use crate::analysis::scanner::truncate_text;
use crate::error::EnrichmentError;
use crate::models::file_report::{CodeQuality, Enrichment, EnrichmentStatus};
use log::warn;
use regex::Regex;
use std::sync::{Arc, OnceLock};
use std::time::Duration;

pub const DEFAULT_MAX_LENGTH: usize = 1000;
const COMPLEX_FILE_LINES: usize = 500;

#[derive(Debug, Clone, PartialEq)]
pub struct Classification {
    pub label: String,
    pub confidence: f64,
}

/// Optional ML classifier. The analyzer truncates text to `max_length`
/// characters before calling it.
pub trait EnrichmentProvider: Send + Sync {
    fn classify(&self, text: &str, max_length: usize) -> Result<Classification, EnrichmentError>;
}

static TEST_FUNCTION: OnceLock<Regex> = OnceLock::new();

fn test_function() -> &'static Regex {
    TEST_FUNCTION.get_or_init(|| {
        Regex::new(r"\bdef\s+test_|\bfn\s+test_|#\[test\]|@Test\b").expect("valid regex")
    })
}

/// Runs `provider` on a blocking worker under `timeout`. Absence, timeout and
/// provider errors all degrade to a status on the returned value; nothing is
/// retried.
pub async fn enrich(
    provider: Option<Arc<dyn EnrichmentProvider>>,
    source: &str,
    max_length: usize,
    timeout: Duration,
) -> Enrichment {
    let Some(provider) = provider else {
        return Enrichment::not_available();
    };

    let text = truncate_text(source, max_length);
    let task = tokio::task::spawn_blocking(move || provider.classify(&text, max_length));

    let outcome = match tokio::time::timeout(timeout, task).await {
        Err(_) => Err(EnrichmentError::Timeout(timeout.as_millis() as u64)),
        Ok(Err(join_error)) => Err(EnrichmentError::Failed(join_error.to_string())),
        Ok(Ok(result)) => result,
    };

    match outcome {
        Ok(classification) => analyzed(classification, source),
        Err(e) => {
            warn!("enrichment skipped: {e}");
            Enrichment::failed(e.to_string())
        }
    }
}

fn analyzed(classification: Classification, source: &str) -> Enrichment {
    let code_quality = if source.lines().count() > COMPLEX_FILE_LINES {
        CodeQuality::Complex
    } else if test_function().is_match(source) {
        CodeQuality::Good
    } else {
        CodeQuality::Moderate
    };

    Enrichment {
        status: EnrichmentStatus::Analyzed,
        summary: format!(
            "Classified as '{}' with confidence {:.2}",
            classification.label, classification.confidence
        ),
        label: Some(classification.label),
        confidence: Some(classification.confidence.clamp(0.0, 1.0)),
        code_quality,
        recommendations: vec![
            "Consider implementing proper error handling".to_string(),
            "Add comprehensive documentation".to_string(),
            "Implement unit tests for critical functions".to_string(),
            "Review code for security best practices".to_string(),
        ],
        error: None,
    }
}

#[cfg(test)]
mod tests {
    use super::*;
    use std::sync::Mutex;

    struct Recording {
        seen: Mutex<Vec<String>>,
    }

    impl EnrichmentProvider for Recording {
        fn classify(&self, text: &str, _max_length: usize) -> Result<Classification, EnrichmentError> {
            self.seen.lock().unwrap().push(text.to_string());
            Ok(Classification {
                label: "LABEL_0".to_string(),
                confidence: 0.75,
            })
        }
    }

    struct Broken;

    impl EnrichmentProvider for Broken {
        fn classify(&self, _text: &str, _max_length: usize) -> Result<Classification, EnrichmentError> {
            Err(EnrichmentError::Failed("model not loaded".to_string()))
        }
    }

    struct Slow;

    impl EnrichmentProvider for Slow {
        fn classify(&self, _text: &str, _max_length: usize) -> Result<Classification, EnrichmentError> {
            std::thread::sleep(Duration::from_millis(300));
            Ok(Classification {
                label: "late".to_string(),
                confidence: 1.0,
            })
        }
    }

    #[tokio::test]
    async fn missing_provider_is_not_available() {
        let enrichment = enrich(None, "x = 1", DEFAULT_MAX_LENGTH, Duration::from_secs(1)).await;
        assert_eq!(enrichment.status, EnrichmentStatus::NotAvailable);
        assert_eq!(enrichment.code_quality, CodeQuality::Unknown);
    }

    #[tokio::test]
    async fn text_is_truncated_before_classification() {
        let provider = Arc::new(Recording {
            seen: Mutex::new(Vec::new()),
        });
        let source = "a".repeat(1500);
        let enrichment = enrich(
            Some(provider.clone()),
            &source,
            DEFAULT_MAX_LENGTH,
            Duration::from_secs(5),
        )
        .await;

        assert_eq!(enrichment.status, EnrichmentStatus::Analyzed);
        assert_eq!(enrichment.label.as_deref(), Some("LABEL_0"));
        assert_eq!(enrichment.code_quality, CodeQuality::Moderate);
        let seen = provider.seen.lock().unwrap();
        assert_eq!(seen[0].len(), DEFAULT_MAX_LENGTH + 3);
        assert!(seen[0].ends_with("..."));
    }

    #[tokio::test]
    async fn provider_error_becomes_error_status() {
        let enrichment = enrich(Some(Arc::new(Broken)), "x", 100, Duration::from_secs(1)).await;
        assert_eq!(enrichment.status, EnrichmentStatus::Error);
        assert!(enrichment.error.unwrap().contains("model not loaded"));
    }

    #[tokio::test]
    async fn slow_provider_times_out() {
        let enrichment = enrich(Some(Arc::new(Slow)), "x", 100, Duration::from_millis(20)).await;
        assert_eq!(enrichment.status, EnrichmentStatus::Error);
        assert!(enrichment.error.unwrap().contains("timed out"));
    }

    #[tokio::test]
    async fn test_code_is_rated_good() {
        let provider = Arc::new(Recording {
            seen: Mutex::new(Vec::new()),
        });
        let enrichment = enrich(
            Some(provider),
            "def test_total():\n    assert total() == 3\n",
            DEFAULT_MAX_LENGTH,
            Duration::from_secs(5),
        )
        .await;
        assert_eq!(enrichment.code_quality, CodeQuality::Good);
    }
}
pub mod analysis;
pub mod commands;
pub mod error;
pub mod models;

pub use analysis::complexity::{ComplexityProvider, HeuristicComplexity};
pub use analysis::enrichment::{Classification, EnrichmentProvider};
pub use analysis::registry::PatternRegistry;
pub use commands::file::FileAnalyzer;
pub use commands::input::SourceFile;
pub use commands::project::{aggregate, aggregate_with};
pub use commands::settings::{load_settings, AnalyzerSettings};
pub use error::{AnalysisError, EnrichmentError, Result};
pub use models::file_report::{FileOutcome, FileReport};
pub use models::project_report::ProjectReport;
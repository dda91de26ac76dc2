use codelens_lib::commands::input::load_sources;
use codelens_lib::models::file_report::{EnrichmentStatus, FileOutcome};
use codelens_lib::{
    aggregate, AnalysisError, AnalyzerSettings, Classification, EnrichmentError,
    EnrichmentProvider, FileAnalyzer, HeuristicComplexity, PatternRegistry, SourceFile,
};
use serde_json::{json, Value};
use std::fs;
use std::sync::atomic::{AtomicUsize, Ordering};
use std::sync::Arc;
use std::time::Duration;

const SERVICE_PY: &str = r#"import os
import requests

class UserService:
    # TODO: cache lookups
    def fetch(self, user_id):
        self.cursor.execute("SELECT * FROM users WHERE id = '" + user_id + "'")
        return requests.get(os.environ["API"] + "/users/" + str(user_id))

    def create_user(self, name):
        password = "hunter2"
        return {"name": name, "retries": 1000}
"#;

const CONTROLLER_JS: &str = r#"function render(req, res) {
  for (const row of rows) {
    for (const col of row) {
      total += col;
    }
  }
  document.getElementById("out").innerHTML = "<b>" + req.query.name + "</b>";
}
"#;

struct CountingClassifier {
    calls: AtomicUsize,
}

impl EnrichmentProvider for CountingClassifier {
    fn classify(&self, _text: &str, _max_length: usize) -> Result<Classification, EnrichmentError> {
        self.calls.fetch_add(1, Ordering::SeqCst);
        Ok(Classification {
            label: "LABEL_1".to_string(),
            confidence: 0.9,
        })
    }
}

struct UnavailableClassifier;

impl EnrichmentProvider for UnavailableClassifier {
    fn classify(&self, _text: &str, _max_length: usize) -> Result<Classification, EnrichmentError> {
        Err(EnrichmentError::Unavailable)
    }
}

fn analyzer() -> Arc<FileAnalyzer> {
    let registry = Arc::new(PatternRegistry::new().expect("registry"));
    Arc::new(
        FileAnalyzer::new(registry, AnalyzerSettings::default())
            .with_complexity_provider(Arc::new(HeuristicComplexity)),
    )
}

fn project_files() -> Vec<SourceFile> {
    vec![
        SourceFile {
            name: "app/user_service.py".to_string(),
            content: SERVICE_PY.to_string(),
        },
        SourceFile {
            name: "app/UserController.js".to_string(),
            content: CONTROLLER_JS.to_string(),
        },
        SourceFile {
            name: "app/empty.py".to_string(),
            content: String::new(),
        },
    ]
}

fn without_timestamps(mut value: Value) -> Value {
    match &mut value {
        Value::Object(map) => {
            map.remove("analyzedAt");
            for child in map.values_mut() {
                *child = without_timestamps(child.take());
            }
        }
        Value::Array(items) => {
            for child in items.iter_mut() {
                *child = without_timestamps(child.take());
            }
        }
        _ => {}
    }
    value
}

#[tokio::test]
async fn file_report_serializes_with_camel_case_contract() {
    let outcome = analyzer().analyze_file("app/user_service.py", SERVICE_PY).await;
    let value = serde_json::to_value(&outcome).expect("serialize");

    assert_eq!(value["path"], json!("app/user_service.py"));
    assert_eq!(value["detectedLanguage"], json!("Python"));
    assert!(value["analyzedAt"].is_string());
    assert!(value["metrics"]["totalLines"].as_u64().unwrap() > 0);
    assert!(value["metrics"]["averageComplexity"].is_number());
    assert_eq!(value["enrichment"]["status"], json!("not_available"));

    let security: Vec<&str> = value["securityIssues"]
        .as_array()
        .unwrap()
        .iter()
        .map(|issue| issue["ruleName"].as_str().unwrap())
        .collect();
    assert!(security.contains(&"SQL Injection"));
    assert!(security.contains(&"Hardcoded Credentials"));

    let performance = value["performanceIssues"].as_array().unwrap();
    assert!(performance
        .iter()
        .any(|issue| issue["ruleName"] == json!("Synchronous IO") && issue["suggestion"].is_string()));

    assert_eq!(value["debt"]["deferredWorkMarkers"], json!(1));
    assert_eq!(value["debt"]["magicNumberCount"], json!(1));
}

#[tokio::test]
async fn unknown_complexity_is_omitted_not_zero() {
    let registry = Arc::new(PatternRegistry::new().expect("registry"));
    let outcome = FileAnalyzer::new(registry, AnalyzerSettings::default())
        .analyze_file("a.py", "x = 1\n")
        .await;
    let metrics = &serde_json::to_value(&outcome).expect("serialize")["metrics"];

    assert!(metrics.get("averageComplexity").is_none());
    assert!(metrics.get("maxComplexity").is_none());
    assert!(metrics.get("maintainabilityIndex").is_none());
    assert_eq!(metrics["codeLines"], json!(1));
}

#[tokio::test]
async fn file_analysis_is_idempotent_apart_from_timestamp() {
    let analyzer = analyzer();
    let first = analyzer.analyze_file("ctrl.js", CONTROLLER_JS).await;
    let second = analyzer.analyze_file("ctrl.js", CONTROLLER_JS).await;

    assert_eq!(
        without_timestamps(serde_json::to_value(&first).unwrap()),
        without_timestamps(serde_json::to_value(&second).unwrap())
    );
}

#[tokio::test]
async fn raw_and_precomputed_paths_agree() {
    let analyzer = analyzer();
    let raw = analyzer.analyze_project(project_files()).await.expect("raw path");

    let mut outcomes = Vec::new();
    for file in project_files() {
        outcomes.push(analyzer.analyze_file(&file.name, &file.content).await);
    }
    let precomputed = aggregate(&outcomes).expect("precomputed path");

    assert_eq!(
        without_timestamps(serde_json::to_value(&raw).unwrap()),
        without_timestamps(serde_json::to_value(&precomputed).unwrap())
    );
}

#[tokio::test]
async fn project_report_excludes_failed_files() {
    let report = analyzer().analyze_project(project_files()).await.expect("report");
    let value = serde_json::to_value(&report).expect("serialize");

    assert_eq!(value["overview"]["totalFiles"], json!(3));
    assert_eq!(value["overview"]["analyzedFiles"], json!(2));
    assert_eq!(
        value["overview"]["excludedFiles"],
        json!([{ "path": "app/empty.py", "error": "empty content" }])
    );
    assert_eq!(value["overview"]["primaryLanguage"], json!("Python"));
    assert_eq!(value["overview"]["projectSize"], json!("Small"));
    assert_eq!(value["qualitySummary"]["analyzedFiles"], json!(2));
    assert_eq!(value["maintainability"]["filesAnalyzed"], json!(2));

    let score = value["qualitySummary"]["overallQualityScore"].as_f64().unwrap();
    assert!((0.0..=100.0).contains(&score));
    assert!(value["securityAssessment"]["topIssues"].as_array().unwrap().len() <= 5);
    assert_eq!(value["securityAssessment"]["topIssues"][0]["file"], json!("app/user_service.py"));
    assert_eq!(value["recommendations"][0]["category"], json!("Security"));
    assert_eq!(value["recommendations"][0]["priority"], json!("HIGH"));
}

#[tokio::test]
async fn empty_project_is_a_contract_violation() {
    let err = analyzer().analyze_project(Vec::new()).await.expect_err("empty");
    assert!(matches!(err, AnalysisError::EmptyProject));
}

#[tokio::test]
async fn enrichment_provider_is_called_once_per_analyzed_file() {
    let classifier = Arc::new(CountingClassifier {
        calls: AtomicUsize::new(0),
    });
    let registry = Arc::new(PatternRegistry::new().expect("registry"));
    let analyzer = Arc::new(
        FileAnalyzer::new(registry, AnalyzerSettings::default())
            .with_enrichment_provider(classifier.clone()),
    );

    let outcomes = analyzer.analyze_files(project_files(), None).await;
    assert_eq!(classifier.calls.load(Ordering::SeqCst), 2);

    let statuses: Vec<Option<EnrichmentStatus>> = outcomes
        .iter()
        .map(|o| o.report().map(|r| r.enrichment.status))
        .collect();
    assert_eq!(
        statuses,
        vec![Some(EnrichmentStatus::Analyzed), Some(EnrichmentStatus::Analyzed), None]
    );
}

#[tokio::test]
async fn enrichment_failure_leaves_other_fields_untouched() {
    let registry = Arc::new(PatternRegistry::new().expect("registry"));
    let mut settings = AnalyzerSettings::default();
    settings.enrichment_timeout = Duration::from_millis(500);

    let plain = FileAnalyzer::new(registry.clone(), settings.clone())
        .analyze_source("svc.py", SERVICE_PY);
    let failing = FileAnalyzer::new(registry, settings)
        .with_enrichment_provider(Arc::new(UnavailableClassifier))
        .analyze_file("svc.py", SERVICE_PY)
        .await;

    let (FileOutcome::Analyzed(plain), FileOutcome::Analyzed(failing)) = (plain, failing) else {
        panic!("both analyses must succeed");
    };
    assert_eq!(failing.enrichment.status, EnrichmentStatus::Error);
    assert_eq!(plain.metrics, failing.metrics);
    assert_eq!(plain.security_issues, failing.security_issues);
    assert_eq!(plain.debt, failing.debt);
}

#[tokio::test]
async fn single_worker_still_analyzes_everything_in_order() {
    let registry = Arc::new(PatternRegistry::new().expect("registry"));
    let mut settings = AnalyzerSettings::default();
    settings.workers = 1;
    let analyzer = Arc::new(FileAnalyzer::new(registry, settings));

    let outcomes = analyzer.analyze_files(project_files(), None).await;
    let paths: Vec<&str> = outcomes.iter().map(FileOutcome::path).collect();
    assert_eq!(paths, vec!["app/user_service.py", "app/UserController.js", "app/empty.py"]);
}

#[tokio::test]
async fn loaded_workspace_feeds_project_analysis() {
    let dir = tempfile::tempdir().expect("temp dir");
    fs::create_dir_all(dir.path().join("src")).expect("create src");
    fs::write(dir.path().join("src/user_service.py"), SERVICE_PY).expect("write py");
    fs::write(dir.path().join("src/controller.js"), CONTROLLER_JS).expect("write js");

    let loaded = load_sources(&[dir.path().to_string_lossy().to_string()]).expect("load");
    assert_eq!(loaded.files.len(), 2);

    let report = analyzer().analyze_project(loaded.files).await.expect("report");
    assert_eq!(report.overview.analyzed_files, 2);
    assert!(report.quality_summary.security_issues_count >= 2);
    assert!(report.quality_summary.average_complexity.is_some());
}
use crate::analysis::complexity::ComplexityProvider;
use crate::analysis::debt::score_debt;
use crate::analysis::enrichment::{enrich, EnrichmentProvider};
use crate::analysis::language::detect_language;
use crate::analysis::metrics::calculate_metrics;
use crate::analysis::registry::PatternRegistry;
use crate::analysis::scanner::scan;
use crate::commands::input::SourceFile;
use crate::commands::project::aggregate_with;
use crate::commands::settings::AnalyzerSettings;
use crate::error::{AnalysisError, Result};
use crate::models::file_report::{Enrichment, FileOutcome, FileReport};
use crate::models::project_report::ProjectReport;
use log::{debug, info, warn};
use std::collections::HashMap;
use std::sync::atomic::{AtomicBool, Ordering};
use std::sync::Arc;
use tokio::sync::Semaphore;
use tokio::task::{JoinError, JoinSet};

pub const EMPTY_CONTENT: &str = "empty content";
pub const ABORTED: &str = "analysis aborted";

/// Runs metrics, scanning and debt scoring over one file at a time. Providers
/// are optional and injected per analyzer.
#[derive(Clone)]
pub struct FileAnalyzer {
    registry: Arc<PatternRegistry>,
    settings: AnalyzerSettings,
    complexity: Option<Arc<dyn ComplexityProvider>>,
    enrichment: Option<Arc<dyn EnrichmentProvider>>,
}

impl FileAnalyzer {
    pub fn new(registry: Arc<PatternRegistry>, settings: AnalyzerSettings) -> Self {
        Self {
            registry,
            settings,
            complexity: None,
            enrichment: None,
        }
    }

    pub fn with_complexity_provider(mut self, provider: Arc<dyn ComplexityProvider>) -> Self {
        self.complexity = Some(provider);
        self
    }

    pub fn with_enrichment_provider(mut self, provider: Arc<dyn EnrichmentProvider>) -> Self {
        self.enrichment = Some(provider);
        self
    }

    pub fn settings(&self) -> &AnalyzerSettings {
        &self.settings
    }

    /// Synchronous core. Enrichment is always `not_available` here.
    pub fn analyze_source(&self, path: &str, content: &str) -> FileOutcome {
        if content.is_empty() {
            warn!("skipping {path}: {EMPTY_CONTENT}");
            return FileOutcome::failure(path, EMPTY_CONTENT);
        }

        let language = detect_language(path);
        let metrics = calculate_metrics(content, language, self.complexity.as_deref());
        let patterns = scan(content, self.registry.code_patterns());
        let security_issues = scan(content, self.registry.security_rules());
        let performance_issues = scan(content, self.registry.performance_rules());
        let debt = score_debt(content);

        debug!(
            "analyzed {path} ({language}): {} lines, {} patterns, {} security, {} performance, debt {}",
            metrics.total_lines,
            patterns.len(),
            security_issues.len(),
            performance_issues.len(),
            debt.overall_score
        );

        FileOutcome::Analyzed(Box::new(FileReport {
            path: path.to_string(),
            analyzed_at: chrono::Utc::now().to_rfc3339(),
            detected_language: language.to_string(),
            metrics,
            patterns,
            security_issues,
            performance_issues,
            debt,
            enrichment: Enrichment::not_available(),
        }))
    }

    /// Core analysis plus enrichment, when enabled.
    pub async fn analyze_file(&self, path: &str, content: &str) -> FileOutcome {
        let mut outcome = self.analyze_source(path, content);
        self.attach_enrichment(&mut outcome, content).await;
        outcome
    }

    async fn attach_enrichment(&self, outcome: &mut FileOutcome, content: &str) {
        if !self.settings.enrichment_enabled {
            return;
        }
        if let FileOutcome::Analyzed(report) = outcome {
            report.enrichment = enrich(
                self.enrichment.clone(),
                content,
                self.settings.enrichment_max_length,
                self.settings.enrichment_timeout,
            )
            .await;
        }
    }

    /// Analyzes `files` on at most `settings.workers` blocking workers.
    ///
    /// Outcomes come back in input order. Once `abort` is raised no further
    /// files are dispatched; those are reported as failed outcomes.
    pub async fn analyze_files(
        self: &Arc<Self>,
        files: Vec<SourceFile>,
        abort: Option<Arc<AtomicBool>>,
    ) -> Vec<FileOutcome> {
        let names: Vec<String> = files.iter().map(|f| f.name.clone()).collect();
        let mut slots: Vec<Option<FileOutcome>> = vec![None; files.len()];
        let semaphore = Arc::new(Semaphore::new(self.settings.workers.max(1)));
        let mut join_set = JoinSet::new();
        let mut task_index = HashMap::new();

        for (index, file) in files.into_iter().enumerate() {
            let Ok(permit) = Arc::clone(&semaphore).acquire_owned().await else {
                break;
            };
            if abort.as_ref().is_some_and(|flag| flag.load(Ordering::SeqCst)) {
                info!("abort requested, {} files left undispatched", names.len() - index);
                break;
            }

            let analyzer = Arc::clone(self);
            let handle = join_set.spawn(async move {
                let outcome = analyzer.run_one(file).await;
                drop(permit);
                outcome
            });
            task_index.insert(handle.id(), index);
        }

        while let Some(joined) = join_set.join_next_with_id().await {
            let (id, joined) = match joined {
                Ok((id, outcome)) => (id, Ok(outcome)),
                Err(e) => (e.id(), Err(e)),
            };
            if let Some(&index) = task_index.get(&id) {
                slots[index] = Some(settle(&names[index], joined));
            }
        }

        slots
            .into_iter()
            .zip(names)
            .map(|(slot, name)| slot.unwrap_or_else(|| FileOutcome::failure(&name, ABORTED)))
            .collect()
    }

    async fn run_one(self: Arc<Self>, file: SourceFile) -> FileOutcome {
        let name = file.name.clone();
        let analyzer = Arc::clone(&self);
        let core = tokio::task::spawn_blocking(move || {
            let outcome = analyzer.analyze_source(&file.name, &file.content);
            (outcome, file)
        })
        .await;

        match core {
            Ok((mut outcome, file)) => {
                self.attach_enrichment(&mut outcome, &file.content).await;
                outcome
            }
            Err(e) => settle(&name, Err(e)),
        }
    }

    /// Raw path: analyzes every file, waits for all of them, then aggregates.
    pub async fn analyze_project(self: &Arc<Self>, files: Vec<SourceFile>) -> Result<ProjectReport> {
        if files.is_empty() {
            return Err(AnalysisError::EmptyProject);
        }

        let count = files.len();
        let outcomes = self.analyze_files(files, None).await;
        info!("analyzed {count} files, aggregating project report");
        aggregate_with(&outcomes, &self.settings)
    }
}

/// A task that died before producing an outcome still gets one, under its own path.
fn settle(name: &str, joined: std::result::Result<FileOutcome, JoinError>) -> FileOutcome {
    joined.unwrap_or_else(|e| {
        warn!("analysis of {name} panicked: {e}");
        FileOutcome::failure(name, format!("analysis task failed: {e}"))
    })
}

> _Exercise goal_
Repeat, word for word, the lines from the start of the records to the line that contains "Absence, timeout and", both of them included, and no others.

> _Response to the task_
use crate::analysis::scanner::truncate_text;
use crate::error::EnrichmentError;
use crate::models::file_report::{CodeQuality, Enrichment, EnrichmentStatus};
use log::warn;
use regex::Regex;
use std::sync::{Arc, OnceLock};
use std::time::Duration;

pub const DEFAULT_MAX_LENGTH: usize = 1000;
const COMPLEX_FILE_LINES: usize = 500;

#[derive(Debug, Clone, PartialEq)]
pub struct Classification {
    pub label: String,
    pub confidence: f64,
}

/// Optional ML classifier. The analyzer truncates text to `max_length`
/// characters before calling it.
pub trait EnrichmentProvider: Send + Sync {
    fn classify(&self, text: &str, max_length: usize) -> Result<Classification, EnrichmentError>;
}

static TEST_FUNCTION: OnceLock<Regex> = OnceLock::new();

fn test_function() -> &'static Regex {
    TEST_FUNCTION.get_or_init(|| {
        Regex::new(r"\bdef\s+test_|\bfn\s+test_|#\[test\]|@Test\b").expect("valid regex")
    })
}

/// Runs `provider` on a blocking worker under `timeout`. Absence, timeout and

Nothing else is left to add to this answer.